Her insanın içinde bir giz, nadide bir çiçek olduğuna inanıyordum. Ve bunu düşünerek ne iş yaptığına, nerede, ne koşullar altında yaşadığına, nasıl göründüğüne bakmadan ona büyük bir saygı duyar; sadece gözlerinin içine bakarak, kelimelerine, düşünüş tarzına odaklanarak içindeki o giz her neyse onu keşfetmek için büyük bir çaba harcardım.
Harcadığım bunca çaba her zaman olumlu sonuçlanmadı tabi ki. Kiminde tertemiz bir kalp, kiminde acılarla dolu geçmişin bıraktığı izler, kiminde de çamurun, katran karası pis kokulu bataklığın kalbinin her bir köşesine kadar sirayet etmiş olduğunu gördüm. Maalesef... Maalesef diyorum çünkü bu insanlara acıdım aslında. Çünkü hayat onların içindeki o nadide çiçeği soldurmuş, herkesin doğuştan içinde taşıdığı o gizli, saf yanı bir şekilde örtmüş ve kuytu köşede ölüme terk etmeye neden olmuş. Ne acıdır ki bu durum, yeri gelip insanın insanlığını unutmasına neden olacak kadar vehamete sürükler insanı.

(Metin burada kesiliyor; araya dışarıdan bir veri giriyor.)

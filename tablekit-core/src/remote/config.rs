//! Bridge configuration
//!
//! The whitelist of `"Target.method"` entries the dispatcher may invoke.
//! It is injected explicitly into the dispatcher rather than read from a
//! global property; membership is exact and case-sensitive, with no
//! wildcards.

use std::collections::HashSet;

use crate::remote::protocol::names;

/// Entries allowed when no whitelist is configured
pub const DEFAULT_WHITELIST: &[&str] = &[
    "RecordQueryService.getRecordList",
    "RecordAccessService.getRecord",
];

/// Whitelist configuration for the bridge dispatcher
#[derive(Debug, Clone)]
pub struct BridgeConfig {
    whitelist: HashSet<String>,
}

impl BridgeConfig {
    /// Creates a configuration with the built-in default whitelist
    pub fn new() -> Self {
        Self {
            whitelist: DEFAULT_WHITELIST.iter().map(|s| s.to_string()).collect(),
        }
    }

    /// Creates a configuration with an empty whitelist
    pub fn empty() -> Self {
        Self {
            whitelist: HashSet::new(),
        }
    }

    /// Creates a configuration from a comma-delimited property string
    ///
    /// An absent property falls back to the default whitelist. Entries
    /// are taken verbatim; membership checks are exact string matches.
    pub fn from_property(property: Option<&str>) -> Self {
        match property {
            Some(raw) => Self {
                whitelist: raw
                    .split(',')
                    .filter(|entry| !entry.is_empty())
                    .map(|entry| entry.to_string())
                    .collect(),
            },
            None => Self::new(),
        }
    }

    /// Adds a `"Target.method"` entry to the whitelist
    pub fn allow(mut self, entry: impl Into<String>) -> Self {
        self.whitelist.insert(entry.into());
        self
    }

    /// Allows every standard record service method
    pub fn allow_all_record_services(self) -> Self {
        self.allow(format!("{}.{}", names::QUERY_SERVICE, names::GET_RECORD_LIST))
            .allow(format!("{}.{}", names::ACCESS_SERVICE, names::GET_RECORD))
            .allow(format!("{}.{}", names::MUTATION_SERVICE, names::INSERT_RECORD))
            .allow(format!("{}.{}", names::MUTATION_SERVICE, names::DELETE_RECORDS))
    }

    /// Returns whether a `"Target.method"` key is whitelisted
    pub fn is_allowed(&self, key: &str) -> bool {
        self.whitelist.contains(key)
    }
}

impl Default for BridgeConfig {
    fn default() -> Self {
        Self::new()
    }
}

#[cfg(test)]
mod tests {
    use super::*;

    #[test]
    fn test_default_whitelist() {
        let config = BridgeConfig::new();
        assert!(config.is_allowed("RecordQueryService.getRecordList"));
        assert!(config.is_allowed("RecordAccessService.getRecord"));
        assert!(!config.is_allowed("RecordMutationService.insertRecord"));
    }

    #[test]
    fn test_from_property_parses_comma_delimited_entries() {
        let config = BridgeConfig::from_property(Some(
            "OtherService.method,RecordQueryService.getRecordList",
        ));
        assert!(config.is_allowed("OtherService.method"));
        assert!(config.is_allowed("RecordQueryService.getRecordList"));
        assert!(!config.is_allowed("RecordAccessService.getRecord"));
    }

    #[test]
    fn test_from_property_absent_falls_back_to_default() {
        let config = BridgeConfig::from_property(None);
        assert!(config.is_allowed("RecordQueryService.getRecordList"));
    }

    #[test]
    fn test_membership_is_case_sensitive_and_exact() {
        let config = BridgeConfig::from_property(Some("SvcA.run"));
        assert!(config.is_allowed("SvcA.run"));
        assert!(!config.is_allowed("svca.run"));
        assert!(!config.is_allowed("SvcA.run "));
        assert!(!config.is_allowed("SvcA.*"));
    }

    #[test]
    fn test_allow_extends_whitelist() {
        let config = BridgeConfig::empty().allow("SvcB.go");
        assert!(config.is_allowed("SvcB.go"));
        assert!(!config.is_allowed("RecordQueryService.getRecordList"));
    }
}
//! Tablekit Client
//!
//! Client-side proxy for the Tablekit bridge: builds invoke envelopes,
//! ships them over a pluggable [`Transport`], and turns response states
//! into ordinary `Result`s. Pairs with the dispatcher in
//! `tablekit-core`.

pub mod bridge;
pub mod error;
pub mod transport;

pub use bridge::BridgeClient;
pub use error::{ClientError, ClientResult};
pub use transport::{LoopbackTransport, Transport, TransportError};
//! Bridge dispatcher
//!
//! Dynamic dispatch by name, done as a registry: `"Target.method"` keys
//! map to handler closures registered at startup. The whitelist check is
//! a membership test against the injected [`BridgeConfig`]; a request
//! must pass it before the registry is even consulted.
//!
//! Handler failures never escape as errors: every outcome, including a
//! malformed request, is serialized into a well-formed response
//! envelope.

use std::collections::HashMap;
use std::sync::Arc;

use serde::de::DeserializeOwned;
use serde_json::{json, Value as JsonValue};
use tracing::{debug, warn};

use crate::access::{LookupOptions, RecordAccessService};
use crate::error::{DataError, DataResult};
use crate::mutation::{DeleteOptions, InsertOptions, RecordMutationService};
use crate::query::{QueryOptions, RecordQueryService};
use crate::remote::config::BridgeConfig;
use crate::remote::protocol::{names, InvokeRequest, InvokeResponse};
use crate::store::RecordStore;

/// Handler invoked for one registered `"Target.method"` key
///
/// Receives `(constructorArgs, methodArgs)` and returns the method's
/// JSON result.
pub type MethodHandler =
    Box<dyn Fn(&JsonValue, &JsonValue) -> DataResult<JsonValue> + Send + Sync>;

/// Server-side bridge dispatcher
pub struct Dispatcher {
    handlers: HashMap<String, MethodHandler>,
    config: BridgeConfig,
}

impl Dispatcher {
    /// Creates an empty dispatcher with the given whitelist
    pub fn new(config: BridgeConfig) -> Self {
        Self {
            handlers: HashMap::new(),
            config,
        }
    }

    /// Creates a dispatcher with the standard record services registered
    ///
    /// Registers `RecordQueryService.getRecordList`,
    /// `RecordAccessService.getRecord`,
    /// `RecordMutationService.insertRecord` and
    /// `RecordMutationService.deleteRecords` over the given store. Which
    /// of them are callable is still governed by the whitelist.
    pub fn with_standard_services<S>(store: Arc<S>, config: BridgeConfig) -> Self
    where
        S: RecordStore + Send + Sync + 'static,
    {
        let mut dispatcher = Self::new(config);

        let query_service = RecordQueryService::new(Arc::clone(&store));
        dispatcher.register(
            names::QUERY_SERVICE,
            names::GET_RECORD_LIST,
            move |_ctor, args| {
                let options: QueryOptions = parse_options(args)?;
                let rows = query_service.get_record_list(&options)?;
                Ok(serde_json::to_value(rows)?)
            },
        );

        let access_service = RecordAccessService::new(Arc::clone(&store));
        dispatcher.register(
            names::ACCESS_SERVICE,
            names::GET_RECORD,
            move |_ctor, args| {
                let options: LookupOptions = parse_options(args)?;
                let record = access_service.get_record(&options)?;
                Ok(serde_json::to_value(record)?)
            },
        );

        let mutation_service = RecordMutationService::new(Arc::clone(&store));
        dispatcher.register(
            names::MUTATION_SERVICE,
            names::INSERT_RECORD,
            move |_ctor, args| {
                let options: InsertOptions = parse_options(args)?;
                let id = mutation_service.insert_record(&options)?;
                Ok(serde_json::to_value(id)?)
            },
        );

        let mutation_service = RecordMutationService::new(store);
        dispatcher.register(
            names::MUTATION_SERVICE,
            names::DELETE_RECORDS,
            move |_ctor, args| {
                let options: DeleteOptions = parse_options(args)?;
                let count = mutation_service.delete_records(&options)?;
                Ok(serde_json::to_value(count)?)
            },
        );

        dispatcher
    }

    /// Registers a handler for a `"Target.method"` key
    ///
    /// A later registration for the same key replaces the earlier one.
    pub fn register<F>(&mut self, target: &str, method: &str, handler: F)
    where
        F: Fn(&JsonValue, &JsonValue) -> DataResult<JsonValue> + Send + Sync + 'static,
    {
        self.handlers
            .insert(format!("{}.{}", target, method), Box::new(handler));
    }

    /// Dispatches a parsed request to its registered handler
    pub fn dispatch(&self, request: &InvokeRequest) -> InvokeResponse {
        let key = request.key();

        if !self.config.is_allowed(&key) {
            warn!(%key, "rejected invocation: not whitelisted");
            return InvokeResponse::failure(format!("{} is not whitelisted.", key));
        }

        let Some(handler) = self.handlers.get(&key) else {
            warn!(%key, "rejected invocation: whitelisted but not registered");
            return InvokeResponse::failure(format!("{} is not registered.", key));
        };

        debug!(%key, "dispatching invocation");
        match handler(&request.constructor_args, &request.method_args) {
            Ok(data) => InvokeResponse::success(data),
            Err(err) => {
                warn!(%key, error = %err, "invocation failed");
                InvokeResponse::failure_with_data(
                    err.to_string(),
                    json!({
                        "code": err.code(),
                        "message": err.to_string(),
                    }),
                )
            }
        }
    }

    /// Runs one raw request and returns the serialized response
    ///
    /// Never fails: malformed requests become failure envelopes.
    pub fn run(&self, raw: &str) -> String {
        let response = match serde_json::from_str::<InvokeRequest>(raw) {
            Ok(request) => self.dispatch(&request),
            Err(err) => {
                warn!(error = %err, "unparseable invoke request");
                InvokeResponse::failure(format!("Malformed invoke request: {}", err))
            }
        };

        serde_json::to_string(&response).unwrap_or_else(|_| {
            r#"{"state":{"hasError":true,"message":"Failed to serialize response"},"data":{}}"#
                .to_string()
        })
    }
}

/// Deserializes method arguments into a typed options struct
///
/// A missing or non-object argument payload fails with the same message
/// the services use for absent options.
fn parse_options<T: DeserializeOwned>(args: &JsonValue) -> DataResult<T> {
    if !args.is_object() {
        return Err(DataError::invalid_argument("No options provided"));
    }
    serde_json::from_value(args.clone())
        .map_err(|err| DataError::invalid_argument(format!("Invalid options: {}", err)))
}

#[cfg(test)]
mod tests {
    use super::*;

    fn dispatcher_with(key_target: &str, key_method: &str) -> Dispatcher {
        let config = BridgeConfig::empty().allow(format!("{}.{}", key_target, key_method));
        let mut dispatcher = Dispatcher::new(config);
        dispatcher.register(key_target, key_method, |_ctor, args| {
            Ok(json!({ "echo": args }))
        });
        dispatcher
    }

    #[test]
    fn test_non_whitelisted_invocation_is_refused() {
        let config = BridgeConfig::empty().allow("OtherService.method");
        let dispatcher = Dispatcher::new(config);

        let request = InvokeRequest::new("AllowedService", "getData", json!({}), json!({}));
        let response = dispatcher.dispatch(&request);

        assert!(response.state.has_error);
        assert_eq!(
            response.state.message.as_deref(),
            Some("AllowedService.getData is not whitelisted.")
        );
        assert_eq!(response.data, json!({}));
    }

    #[test]
    fn test_whitelisted_invocation_returns_handler_result() {
        let dispatcher = dispatcher_with("AllowedService", "getData");

        let request =
            InvokeRequest::new("AllowedService", "getData", json!({"n": 1}), json!({}));
        let response = dispatcher.dispatch(&request);

        assert!(!response.state.has_error);
        assert_eq!(response.data, json!({"echo": {"n": 1}}));
    }

    #[test]
    fn test_whitelisted_but_unregistered_key_fails() {
        let config = BridgeConfig::empty().allow("GhostService.haunt");
        let dispatcher = Dispatcher::new(config);

        let request = InvokeRequest::new("GhostService", "haunt", json!({}), json!({}));
        let response = dispatcher.dispatch(&request);

        assert!(response.state.has_error);
        assert_eq!(
            response.state.message.as_deref(),
            Some("GhostService.haunt is not registered.")
        );
    }

    #[test]
    fn test_handler_errors_are_wrapped_into_the_envelope() {
        let config = BridgeConfig::empty().allow("Svc.fail");
        let mut dispatcher = Dispatcher::new(config);
        dispatcher.register("Svc", "fail", |_ctor, _args| {
            Err(DataError::invalid_argument("No options provided"))
        });

        let request = InvokeRequest::new("Svc", "fail", json!({}), json!({}));
        let response = dispatcher.dispatch(&request);

        assert!(response.state.has_error);
        assert_eq!(response.state.message.as_deref(), Some("No options provided"));
        assert_eq!(response.data["code"], json!("invalid_argument"));
    }

    #[test]
    fn test_run_round_trips_json() {
        let dispatcher = dispatcher_with("Svc", "go");

        let raw = r#"{"targetName":"Svc","methodName":"go","methodArgs":{"x":2},"constructorArgs":{}}"#;
        let response: InvokeResponse = serde_json::from_str(&dispatcher.run(raw)).unwrap();

        assert!(!response.state.has_error);
        assert_eq!(response.data, json!({"echo": {"x": 2}}));
    }

    #[test]
    fn test_run_handles_malformed_requests() {
        let dispatcher = dispatcher_with("Svc", "go");

        let response: InvokeResponse =
            serde_json::from_str(&dispatcher.run("this is not json")).unwrap();

        assert!(response.state.has_error);
        assert!(response
            .state
            .message
            .unwrap()
            .starts_with("Malformed invoke request:"));
    }

    #[test]
    fn test_constructor_args_reach_the_handler() {
        let config = BridgeConfig::empty().allow("Svc.ctor");
        let mut dispatcher = Dispatcher::new(config);
        dispatcher.register("Svc", "ctor", |ctor, _args| Ok(json!({ "ctor": ctor })));

        let request = InvokeRequest::new("Svc", "ctor", json!({}), json!({"scope": "x"}));
        let response = dispatcher.dispatch(&request);

        assert_eq!(response.data, json!({"ctor": {"scope": "x"}}));
    }

    #[test]
    fn test_parse_options_rejects_non_objects() {
        let err = parse_options::<QueryOptions>(&JsonValue::Null).unwrap_err();
        assert_eq!(err.to_string(), "No options provided");

        let err = parse_options::<QueryOptions>(&json!("nope")).unwrap_err();
        assert_eq!(err.to_string(), "No options provided");
    }
}
//! Client error types

use serde_json::Value as JsonValue;
use thiserror::Error;

/// Errors surfaced by [`BridgeClient`](crate::BridgeClient) operations
#[derive(Debug, Error)]
pub enum ClientError {
    /// The server answered with an error envelope
    #[error("{message}")]
    Rejected {
        /// Failure description from the response state
        message: String,
        /// Error payload carried alongside the state
        data: JsonValue,
    },

    /// The transport failed to deliver the request or response
    #[error("transport failure: {reason}")]
    Transport { reason: String },

    /// A payload could not be serialized or deserialized
    #[error("JSON error: {0}")]
    Json(#[from] serde_json::Error),

    /// Any other client-side failure
    #[error(transparent)]
    Other(#[from] anyhow::Error),
}

impl ClientError {
    /// Creates a rejection from a response state message and payload
    pub fn rejected(message: impl Into<String>, data: JsonValue) -> Self {
        Self::Rejected {
            message: message.into(),
            data,
        }
    }

    /// Creates a transport failure
    pub fn transport(reason: impl Into<String>) -> Self {
        Self::Transport {
            reason: reason.into(),
        }
    }
}

/// Convenience alias for client results
pub type ClientResult<T> = Result<T, ClientError>;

İnsanlığını unutup da dünyayı türlü kaosların, türlü felaketlerin elinde çürümeye bırakan nice insanlığını unutmuşları mı desem, gözünü kırpmadan bir cana kıyabilenleri mi desem bilemedim..
Hayat hepimiz için türlü zorluklar göstermektedir. Elbette hiç şüphesiz bunlar bizim için birer sınavdır.
Dileğim bu sınavları verirken içimizdeki çiçeğe sahip çıkabilmemiz. Zira o soldu mu dünyanın da tadı tuzu kalmıyor...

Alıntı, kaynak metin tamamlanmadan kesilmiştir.